Após o momento de escuta, realizado entre fins de 2021 e início de 2022, em todas as dioceses do mundo, cada uma delas enviou sua síntese à Conferência dos bispos do próprio país que, por sua vez, encaminhou a síntese da Igreja nacional à Secretaria Geral do Sínodo dos Bispos. Em setembro de 2022, uma comissão constituída por pessoas dos vários continentes, se reuniu em Roma para elaborar o Documento da Etapa Continental (DEC), que foi enviado às Igrejas locais para que pudessem reagir ao que tinha sido o resultado da escuta. A chamada Etapa Continental, teve então início, realizada a partir de janeiro nos vários continentes (1). A proposta era que em cada encontro fosse realizado, a partir do método da conversação espiritual, uma “escuta da escuta”, ou seja, uma releitura da primeira etapa, feita a partir do DEC, para apontar os elementos que pareciam ser os mais importantes para serem discutidos na Sessão Sinodal de outubro de 2023, devendo estar no Instrumentumlaboris.

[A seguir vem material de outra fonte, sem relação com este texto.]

//! Write-Ahead Log (WAL) for the drink log.
//!
//! Drink mutations are appended to a JSONL (JSON Lines) file. Writers,
//! readers and rollup coordinate through an fs2 lock on a sidecar
//! `<wal>.lock` file. Drinks are never edited in
//! place: removals and clears are recorded as their own entries and applied
//! on replay (see `history`).

use crate::{Drink, Result};
use chrono::{DateTime, Utc};
use fs2::FileExt;
use serde::{Deserialize, Serialize};
use std::fs::{File, OpenOptions};
use std::io::{BufRead, BufReader, Read, Seek, SeekFrom, Write};
use std::path::{Path, PathBuf};
use uuid::Uuid;

/// One mutation of the drink log
#[derive(Clone, Debug, Serialize, Deserialize, PartialEq)]
#[serde(tag = "op", rename_all = "snake_case")]
pub enum DrinkLogEntry {
    Logged { drink: Drink },
    Removed { id: Uuid, at: DateTime<Utc> },
    Cleared { at: DateTime<Utc> },
}

/// Drink sink trait for persisting log entries
pub trait DrinkSink {
    fn append(&mut self, entry: &DrinkLogEntry) -> Result<()>;
}

/// Advisory lock on a WAL, held on a sidecar `.lock` file
///
/// The sidecar is never renamed, so a writer queued behind rollup always
/// reopens the live WAL path after acquiring it.
pub(crate) struct WalLock {
    file: File,
}

impl WalLock {
    fn open(wal_path: &Path) -> Result<File> {
        if let Some(parent) = wal_path.parent() {
            std::fs::create_dir_all(parent)?;
        }
        let file = OpenOptions::new()
            .create(true)
            .truncate(false)
            .write(true)
            .open(lock_path(wal_path))?;
        Ok(file)
    }

    /// Block until no one else holds the lock
    pub(crate) fn exclusive(wal_path: &Path) -> Result<Self> {
        let file = Self::open(wal_path)?;
        file.lock_exclusive()?;
        Ok(Self { file })
    }

    /// Block until no writer holds the lock
    pub(crate) fn shared(wal_path: &Path) -> Result<Self> {
        let file = Self::open(wal_path)?;
        file.lock_shared()?;
        Ok(Self { file })
    }
}

impl Drop for WalLock {
    fn drop(&mut self) {
        if let Err(e) = self.file.unlock() {
            tracing::warn!("Failed to release WAL lock: {}", e);
        }
    }
}

/// Path of the lock file guarding `wal_path`
pub fn lock_path(wal_path: &Path) -> PathBuf {
    let mut name = wal_path.as_os_str().to_owned();
    name.push(".lock");
    PathBuf::from(name)
}

/// JSONL-based drink sink with file locking
pub struct JsonlSink {
    path: PathBuf,
}

impl JsonlSink {
    /// Create a new JSONL sink for the given path
    pub fn new(path: impl Into<PathBuf>) -> Self {
        Self { path: path.into() }
    }
}

/// True when the file is non-empty and its last byte is not a newline
fn ends_mid_line(file: &mut File) -> Result<bool> {
    let len = file.metadata()?.len();
    if len == 0 {
        return Ok(false);
    }
    let mut last = [0u8; 1];
    file.seek(SeekFrom::Start(len - 1))?;
    file.read_exact(&mut last)?;
    Ok(last[0] != b'\n')
}

impl DrinkSink for JsonlSink {
    fn append(&mut self, entry: &DrinkLogEntry) -> Result<()> {
        let _lock = WalLock::exclusive(&self.path)?;

        let mut file = OpenOptions::new()
            .create(true)
            .read(true)
            .append(true)
            .open(&self.path)?;

        let line = serde_json::to_string(entry)?;
        let mut buf = Vec::with_capacity(line.len() + 2);
        // A torn write from a crash left no newline; terminate it so the
        // new entry starts on its own line.
        if ends_mid_line(&mut file)? {
            tracing::warn!("WAL {:?} ends mid-line, terminating it", self.path);
            buf.push(b'\n');
        }
        buf.extend_from_slice(line.as_bytes());
        buf.push(b'\n');
        file.write_all(&buf)?;
        file.flush()?;

        tracing::debug!("Appended {:?} entry to WAL", entry_kind(entry));
        Ok(())
    }
}

fn entry_kind(entry: &DrinkLogEntry) -> &'static str {
    match entry {
        DrinkLogEntry::Logged { .. } => "logged",
        DrinkLogEntry::Removed { .. } => "removed",
        DrinkLogEntry::Cleared { .. } => "cleared",
    }
}

/// Read all entries from a WAL file, in append order
///
/// Lines that fail to parse (e.g. a torn final write) are skipped with a warning.
pub fn read_entries(path: &Path) -> Result<Vec<DrinkLogEntry>> {
    if !path.exists() {
        return Ok(Vec::new());
    }

    let _lock = WalLock::shared(path)?;
    read_entries_unlocked(path)
}

/// Read entries while the caller already holds a [`WalLock`]
pub(crate) fn read_entries_unlocked(path: &Path) -> Result<Vec<DrinkLogEntry>> {
    if !path.exists() {
        return Ok(Vec::new());
    }

    let reader = BufReader::new(File::open(path)?);
    let mut entries = Vec::new();

    for (line_num, line_result) in reader.lines().enumerate() {
        let line = line_result?;
        if line.trim().is_empty() {
            continue;
        }

        match serde_json::from_str::<DrinkLogEntry>(&line) {
            Ok(entry) => entries.push(entry),
            Err(e) => {
                tracing::warn!("Failed to parse WAL entry at line {}: {}", line_num + 1, e);
            }
        }
    }

    tracing::debug!("Read {} entries from WAL", entries.len());
    Ok(entries)
}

A síntese enviada pelo CELAM à Secretaria Geral do Sínodo, começa com uma introdução geral, denominada “narrativa”, que retoma o caminho sinodal percorrido pela Igreja da América Latina e do Caribe. Em seguida, é proposta uma Introdução, na qual se recolhe o caminho sinodal da Igreja do continente, sobretudo o que se seguiu ao Concílio Vaticano II, com as Conferências Gerais do Episcopado Latino-Americano e Caribenho em Medellín, Puebla, Santo Domingo e Aparecida, e, mais recentemente, o dos processos que culminaram no Sínodo da Amazônia, que levaram à criação da Conferência Eclesial da Amazônia (CEAMA) e à realização da I Assembleia Eclesial da América Latina e o Caribe. A primeira parte da síntese, denominada “Protagonismo do Espírito em uma Igreja sinodal”, oferece uma chave trinitária e pneumatológica do caminho vivido pela Igreja da região e durante o processo sinodal. É interessante essa leitura, pois mostra que, mais que defender pautas e ideologias, propostas de uma tendência ou outra da Igreja, o importante é estar à escuta do que “o Espírito diz à Igreja”.

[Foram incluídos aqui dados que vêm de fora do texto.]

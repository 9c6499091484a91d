//! Blood-alcohol estimation engine.
//!
//! Implements a Widmark model with linear elimination:
//!
//! ```text
//! drink_bac = grams / (weight_grams * r) * 100
//! remaining = max(0, drink_bac - 0.015 * hours_since_drink)
//! ```
//!
//! Each drink is absorbed instantly at its `logged_at` and eliminated
//! independently; the current BAC is the sum of what every drink still
//! contributes. Everything here is pure arithmetic over a borrowed snapshot
//! and never fails.

use crate::{BacEstimate, Drink, SafetyLevel, Sex};
use chrono::{DateTime, Utc};

/// BAC percentage points eliminated per hour
pub const METABOLISM_RATE: f64 = 0.015;
/// Density of ethanol in g/mL
pub const ALCOHOL_DENSITY: f64 = 0.789;
pub const ML_PER_OZ: f64 = 29.5735;
pub const GRAMS_PER_LB: f64 = 453.592;
/// Widmark distribution ratio applied to every user
pub const FEMALE_DISTRIBUTION_RATIO: f64 = 0.55;

/// Legal driving limit, also the lower bound of the warning tier
pub const LEGAL_LIMIT: f64 = 0.08;
pub const CAUTION_THRESHOLD: f64 = 0.04;
pub const DANGER_THRESHOLD: f64 = 0.12;

const MS_PER_HOUR: f64 = 3_600_000.0;
/// Rounding noise tolerated before taking the ceiling of a minute projection
const MINUTE_EPSILON: f64 = 1e-9;

/// Inputs for one estimation call
///
/// `now` is captured once and used for every drink in the snapshot.
#[derive(Clone, Copy, Debug)]
pub struct BacInput<'a> {
    pub drinks: &'a [Drink],
    pub weight_lbs: f64,
    pub sex: Sex,
    pub now: DateTime<Utc>,
}

impl<'a> BacInput<'a> {
    /// Build an input evaluated at the current wall-clock instant
    pub fn new(drinks: &'a [Drink], weight_lbs: f64, sex: Sex) -> Self {
        Self {
            drinks,
            weight_lbs,
            sex,
            now: Utc::now(),
        }
    }

    /// Evaluate at a specific instant instead of now
    pub fn at(mut self, now: DateTime<Utc>) -> Self {
        self.now = now;
        self
    }
}

/// Grams of pure ethanol in a drink
pub fn alcohol_grams(drink: &Drink) -> f64 {
    drink.estimated_oz * ML_PER_OZ * drink.estimated_abv * ALCOHOL_DENSITY
}

/// Fractional hours from `logged_at` to `now` (negative for future drinks)
pub fn hours_elapsed(logged_at: DateTime<Utc>, now: DateTime<Utc>) -> f64 {
    (now - logged_at).num_milliseconds() as f64 / MS_PER_HOUR
}

/// BAC a single drink still contributes at `now`
///
/// Drinks logged after `now` have not been consumed yet and contribute zero.
pub fn drink_contribution(drink: &Drink, weight_lbs: f64, sex: Sex, now: DateTime<Utc>) -> f64 {
    let hours = hours_elapsed(drink.logged_at, now);
    if hours < 0.0 {
        return 0.0;
    }

    let weight_grams = weight_lbs * GRAMS_PER_LB;
    let r = sex.distribution_ratio();

    let drink_bac = (alcohol_grams(drink) / (weight_grams * r)) * 100.0;
    let metabolized = METABOLISM_RATE * hours;

    (drink_bac - metabolized).max(0.0)
}

/// Current BAC for a snapshot of drinks
pub fn calculate_bac(input: &BacInput<'_>) -> f64 {
    if input.drinks.is_empty() {
        return 0.0;
    }

    let total: f64 = input
        .drinks
        .iter()
        .map(|d| drink_contribution(d, input.weight_lbs, input.sex, input.now))
        .sum();

    total.max(0.0)
}

/// Minutes until BAC reaches zero at the constant elimination rate
pub fn estimate_time_to_sober(bac: f64) -> u32 {
    if bac <= 0.0 {
        return 0;
    }
    ceil_minutes((bac / METABOLISM_RATE) * 60.0)
}

/// Minutes until BAC drops to the legal limit, 0 when already at or under it
pub fn estimate_time_to_legal_limit(bac: f64) -> u32 {
    if bac <= LEGAL_LIMIT {
        return 0;
    }
    ceil_minutes(((bac - LEGAL_LIMIT) / METABOLISM_RATE) * 60.0)
}

/// Round a positive projection up to whole minutes, never below one
fn ceil_minutes(minutes: f64) -> u32 {
    (minutes - MINUTE_EPSILON).ceil().max(1.0) as u32
}

pub fn safety_level(bac: f64) -> SafetyLevel {
    SafetyLevel::from_bac(bac)
}

pub fn recommendation(bac: f64) -> &'static str {
    safety_level(bac).recommendation()
}

/// Compose BAC, projections and tier into one display-ready estimate
pub fn full_estimate(input: &BacInput<'_>) -> BacEstimate {
    let bac = calculate_bac(input);
    let level = safety_level(bac);

    tracing::debug!(
        "Estimated BAC {:.4} ({:?}) from {} drinks",
        bac,
        level,
        input.drinks.len()
    );

    BacEstimate {
        bac,
        time_to_sober: estimate_time_to_sober(bac),
        time_to_legal_limit: estimate_time_to_legal_limit(bac),
        safety_level: level,
        recommendation: level.recommendation().to_string(),
    }
}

A segunda parte, “a sinodalidade do povo de Deus”, propõe uma volta à eclesiologia do Concílio Vaticano II, que, após uma série de imagens bíblicas sobre a Igreja, vista como “sacramento” da presença de Cristo no mundo, propõe como ponto de partida para pensar a Igreja a categoria “povo de Deus”. Essa categoria, inspirada, em parte na ideia de que Deus escolhe um povo com o qual estabelece uma aliança, como aparece no Antigo Testamento, propõe, na verdade, uma compreensão da Igreja que nasce do sacramento do batismo, que torna cada fiel “sacerdote, profeta e rei”, com uma dignidade igual, que não admite nenhuma separação ou privilégio entre os fiéis. O texto valoriza muito o percurso sinodal realizado na Igreja do continente, recorda a corresponsabilidade de todos/s na missão eclesial e lembra que há vários entraves no exercício da sinodalidade, sobretudo com relação ao lugar e papel da mulher na Igreja.

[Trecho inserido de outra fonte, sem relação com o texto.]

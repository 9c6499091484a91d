use chrono::{DateTime, Utc};
use clap::{Parser, Subcommand};
use safenight_core::catalog::{validate_catalog, STANDARD_DRINKS};
use safenight_core::*;
use std::path::{Path, PathBuf};
use uuid::Uuid;

#[derive(Parser)]
#[command(name = "safenight")]
#[command(about = "Drink logging and blood-alcohol estimates", long_about = None)]
struct Cli {
    #[command(subcommand)]
    command: Option<Commands>,

    /// Override data directory
    #[arg(long, global = true)]
    data_dir: Option<PathBuf>,

    /// Read configuration from this file instead of the default location
    #[arg(long, global = true)]
    config: Option<PathBuf>,
}

#[derive(Subcommand)]
enum Commands {
    /// Show the current BAC estimate (default)
    Status {
        /// Evaluate at this RFC 3339 instant instead of now
        #[arg(long)]
        at: Option<DateTime<Utc>>,
    },

    /// Log a standard drink (beer, lightBeer, ipa, wine, champagne, shot, cocktail, margarita, longIsland, martini)
    Quick {
        kind: String,

        /// Outing this drink belongs to
        #[arg(long)]
        plan: Option<String>,
    },

    /// Log a drink with explicit volume and strength
    Log {
        #[arg(long)]
        name: String,

        /// beer, wine, liquor, cocktail, shot or other
        #[arg(long = "type", default_value = "other")]
        alcohol_type: String,

        /// Volume in fluid ounces
        #[arg(long)]
        oz: f64,

        /// Alcohol by volume as a fraction (0.05 for 5%)
        #[arg(long)]
        abv: f64,

        #[arg(long)]
        plan: Option<String>,
    },

    /// Log a drink from a drink-parser JSON reply
    Import {
        /// What the user typed, used if the reply cannot be read
        #[arg(long)]
        description: String,

        /// Raw parser reply
        #[arg(long)]
        response: String,

        #[arg(long)]
        plan: Option<String>,
    },

    /// List logged drinks
    List {
        /// Only drinks for this outing
        #[arg(long)]
        plan: Option<String>,

        /// Only drinks logged today
        #[arg(long)]
        today: bool,
    },

    /// Remove a logged drink by id
    Remove { id: Uuid },

    /// Remove all logged drinks
    Clear,

    /// Show or update the profile used for estimates
    Profile {
        /// Body weight in pounds
        #[arg(long)]
        weight: Option<f64>,

        /// female or other
        #[arg(long)]
        sex: Option<String>,
    },

    /// List the standard drinks available to `quick`
    Kinds,

    /// Compact the drink WAL into the CSV archive
    Rollup {
        /// Clean up processed WAL files after rollup
        #[arg(long)]
        cleanup: bool,
    },
}

/// Filesystem layout under the data directory
struct Paths {
    wal_dir: PathBuf,
    wal: PathBuf,
    csv: PathBuf,
    profile: PathBuf,
}

impl Paths {
    fn new(data_dir: &Path) -> Self {
        let wal_dir = data_dir.join("wal");
        Self {
            wal: wal_dir.join("drinks.wal"),
            profile: wal_dir.join("profile.json"),
            csv: data_dir.join("drinks.csv"),
            wal_dir,
        }
    }
}

fn main() -> Result<()> {
    safenight_core::logging::init("warn");

    let cli = Cli::parse();

    let config = match cli.config {
        Some(ref path) => Config::load_or_default(path)?,
        None => Config::load()?,
    };
    let data_dir = cli.data_dir.unwrap_or_else(|| config.data.data_dir.clone());
    let paths = Paths::new(&data_dir);
    tracing::debug!("Using data directory {:?}", data_dir);

    let errors = validate_catalog();
    if !errors.is_empty() {
        eprintln!("Catalog validation errors:");
        for error in errors {
            eprintln!("  - {}", error);
        }
        return Err(Error::CatalogValidation("Invalid standard drink table".into()));
    }

    match cli.command {
        Some(Commands::Status { at }) => cmd_status(&paths, &config, at),
        Some(Commands::Quick { kind, plan }) => cmd_quick(&paths, &config, &kind, plan),
        Some(Commands::Log {
            name,
            alcohol_type,
            oz,
            abv,
            plan,
        }) => cmd_log(&paths, &config, name, &alcohol_type, oz, abv, plan),
        Some(Commands::Import {
            description,
            response,
            plan,
        }) => cmd_import(&paths, &config, &description, &response, plan),
        Some(Commands::List { plan, today }) => cmd_list(&paths, &config, plan, today),
        Some(Commands::Remove { id }) => cmd_remove(&paths, &config, id),
        Some(Commands::Clear) => cmd_clear(&paths, &config),
        Some(Commands::Profile { weight, sex }) => cmd_profile(&paths, &config, weight, sex),
        Some(Commands::Kinds) => cmd_kinds(),
        Some(Commands::Rollup { cleanup }) => cmd_rollup(&paths, cleanup),
        None => cmd_status(&paths, &config, None),
    }
}

fn load_profile(paths: &Paths, config: &Config) -> Result<UserProfile> {
    Ok(UserProfile::load(&paths.profile)?.unwrap_or_else(|| config.profile.to_profile()))
}

/// Build a store from everything persisted so far
fn open_store(paths: &Paths, config: &Config, now: DateTime<Utc>) -> Result<DrinkStore> {
    let profile = load_profile(paths, config)?;
    let drinks = load_drinks(&paths.wal, &paths.csv)?;
    Ok(DrinkStore::from_drinks(
        profile,
        config.tracking.window_hours,
        drinks,
        now,
    ))
}

fn cmd_status(paths: &Paths, config: &Config, at: Option<DateTime<Utc>>) -> Result<()> {
    let now = at.unwrap_or_else(Utc::now);
    let store = open_store(paths, config, now)?;

    println!(
        "Drinks in the last {}h: {}",
        config.tracking.window_hours,
        store.recent_drinks(now).len()
    );
    display_estimate(store.current_estimate());
    Ok(())
}

/// Validate, persist and report a new drink
fn record_drink(paths: &Paths, config: &Config, drink: Drink, now: DateTime<Utc>) -> Result<()> {
    let mut store = open_store(paths, config, now)?;
    let logged = store.log_drink(drink, now)?.clone();

    let mut sink = JsonlSink::new(&paths.wal);
    sink.append(&DrinkLogEntry::Logged {
        drink: logged.clone(),
    })?;

    println!(
        "✓ Logged {} ({} oz @ {:.1}% ABV)",
        logged.name,
        logged.estimated_oz,
        logged.estimated_abv * 100.0
    );
    println!("  id: {}", logged.id);
    display_estimate(store.current_estimate());
    Ok(())
}

fn cmd_quick(paths: &Paths, config: &Config, kind: &str, plan: Option<String>) -> Result<()> {
    let kind: DrinkKind = kind.parse()?;
    let now = Utc::now();
    let user_id = load_profile(paths, config)?.user_id;
    let drink = quick_log_drink(kind, &user_id, plan, now);
    record_drink(paths, config, drink, now)
}

fn cmd_log(
    paths: &Paths,
    config: &Config,
    name: String,
    alcohol_type: &str,
    oz: f64,
    abv: f64,
    plan: Option<String>,
) -> Result<()> {
    let now = Utc::now();
    let user_id = load_profile(paths, config)?.user_id;
    let parsed = ParsedDrink {
        name,
        alcohol_type: alcohol_type.parse()?,
        estimated_oz: oz,
        estimated_abv: abv,
    };
    let drink = parsed.into_drink(&user_id, plan, now)?;
    record_drink(paths, config, drink, now)
}

fn cmd_import(
    paths: &Paths,
    config: &Config,
    description: &str,
    response: &str,
    plan: Option<String>,
) -> Result<()> {
    let now = Utc::now();
    let user_id = load_profile(paths, config)?.user_id;
    let drink = parse_drink_response(description, response).into_drink(&user_id, plan, now)?;
    record_drink(paths, config, drink, now)
}

fn cmd_list(paths: &Paths, config: &Config, plan: Option<String>, today: bool) -> Result<()> {
    let now = Utc::now();
    let store = open_store(paths, config, now)?;

    let mut drinks: Vec<&Drink> = if today {
        store.todays_drinks(now)
    } else {
        store.drinks().iter().collect()
    };
    if let Some(ref plan) = plan {
        drinks.retain(|d| d.plan_id.as_deref() == Some(plan.as_str()));
    }

    if drinks.is_empty() {
        println!("No drinks logged.");
        return Ok(());
    }

    for drink in drinks {
        println!(
            "{}  {}  {:<12} {:>5} oz  {:>5.1}%  {}",
            drink.id,
            drink.logged_at.format("%Y-%m-%d %H:%M"),
            drink.name,
            drink.estimated_oz,
            drink.estimated_abv * 100.0,
            drink.alcohol_type
        );
    }
    Ok(())
}

fn cmd_remove(paths: &Paths, config: &Config, id: Uuid) -> Result<()> {
    let now = Utc::now();
    let mut store = open_store(paths, config, now)?;

    let Some(removed) = store.remove_drink(id, now) else {
        eprintln!("No drink with id {}", id);
        return Err(Error::Other(format!("drink {} not found", id)));
    };

    let mut sink = JsonlSink::new(&paths.wal);
    sink.append(&DrinkLogEntry::Removed { id, at: now })?;

    println!("✓ Removed {}", removed.name);
    display_estimate(store.current_estimate());
    Ok(())
}

fn cmd_clear(paths: &Paths, config: &Config) -> Result<()> {
    let now = Utc::now();
    let mut sink = JsonlSink::new(&paths.wal);
    sink.append(&DrinkLogEntry::Cleared { at: now })?;
    println!("✓ Cleared all drinks");

    let store = open_store(paths, config, now)?;
    display_estimate(store.current_estimate());
    Ok(())
}

fn cmd_profile(
    paths: &Paths,
    config: &Config,
    weight: Option<f64>,
    sex: Option<String>,
) -> Result<()> {
    if weight.is_none() && sex.is_none() {
        print_profile(&load_profile(paths, config)?);
        return Ok(());
    }

    let sex = sex.as_deref().map(str::parse::<Sex>).transpose()?;
    let profile = UserProfile::update(&paths.profile, config.profile.to_profile(), |p| {
        if let Some(w) = weight {
            p.weight_lbs = w;
        }
        if let Some(s) = sex {
            p.sex = s;
        }
        p.validate()
    })?;
    println!("✓ Profile updated");
    print_profile(&profile);

    let store = open_store(paths, config, Utc::now())?;
    display_estimate(store.current_estimate());
    Ok(())
}

fn print_profile(profile: &UserProfile) {
    println!("  User:   {}", profile.user_id);
    println!("  Weight: {} lbs", profile.weight_lbs);
    println!("  Sex:    {}", profile.sex);
}

fn cmd_kinds() -> Result<()> {
    for d in STANDARD_DRINKS.iter() {
        println!(
            "{:<11} {:<12} {:>4} oz  {:>5.1}%  {}",
            d.key,
            d.name,
            d.oz,
            d.abv * 100.0,
            d.alcohol_type
        );
    }
    Ok(())
}

fn cmd_rollup(paths: &Paths, cleanup: bool) -> Result<()> {
    if !paths.wal.exists() {
        println!("No WAL file found - nothing to roll up.");
        return Ok(());
    }

    let count = safenight_core::rollup::wal_to_csv_and_archive(&paths.wal, &paths.csv)?;

    println!("✓ Rolled up {} entries to CSV", count);
    println!("  CSV: {}", paths.csv.display());

    if cleanup {
        let cleaned = safenight_core::rollup::cleanup_processed_wals(&paths.wal_dir)?;
        if cleaned > 0 {
            println!("✓ Cleaned up {} processed WAL files", cleaned);
        }
    }

    Ok(())
}

fn display_estimate(estimate: Option<&BacEstimate>) {
    println!("\n╭─────────────────────────────────────────╮");
    let Some(estimate) = estimate else {
        println!("│  BAC: {}", format_bac(0.0));
        println!("╰─────────────────────────────────────────╯");
        println!();
        println!("  No drinks in the tracking window.");
        println!();
        return;
    };

    println!("│  BAC: {}", format_bac(estimate.bac));
    println!("╰─────────────────────────────────────────╯");
    println!();
    println!("  Safety: {}", estimate.safety_level.label());
    println!("  Sober in: {}", format_time_to_sober(estimate.time_to_sober));
    if estimate.time_to_legal_limit > 0 {
        println!(
            "  Under the legal limit in: {}",
            format_time_to_sober(estimate.time_to_legal_limit)
        );
    }
    println!();
    println!("  {}", estimate.recommendation);
    println!();
}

A terceira parte, “sinodalidade: o modo de ser e de atuar da Igreja”, valoriza o caminho de escuta trilhado no percurso sinodal, mostrando sua importância nos processos de discernimento, refletindo sobre os métodos de reflexão teológica e de “discernimento” que caracterizaram a pastoral da Igreja latino-americana e caribenha, sobretudo o método ver, julgar, agir, e apontando as contribuições, experimentadas no processo sinodal, do método da “conversação espiritual”, que valoriza a escuta como lugar fundamental da pastoral e da teologia, abrindo-se ao que os diferentes interlocutores do diálogo aportam e, o mais importante, “o que o Espírito diz à Igreja”.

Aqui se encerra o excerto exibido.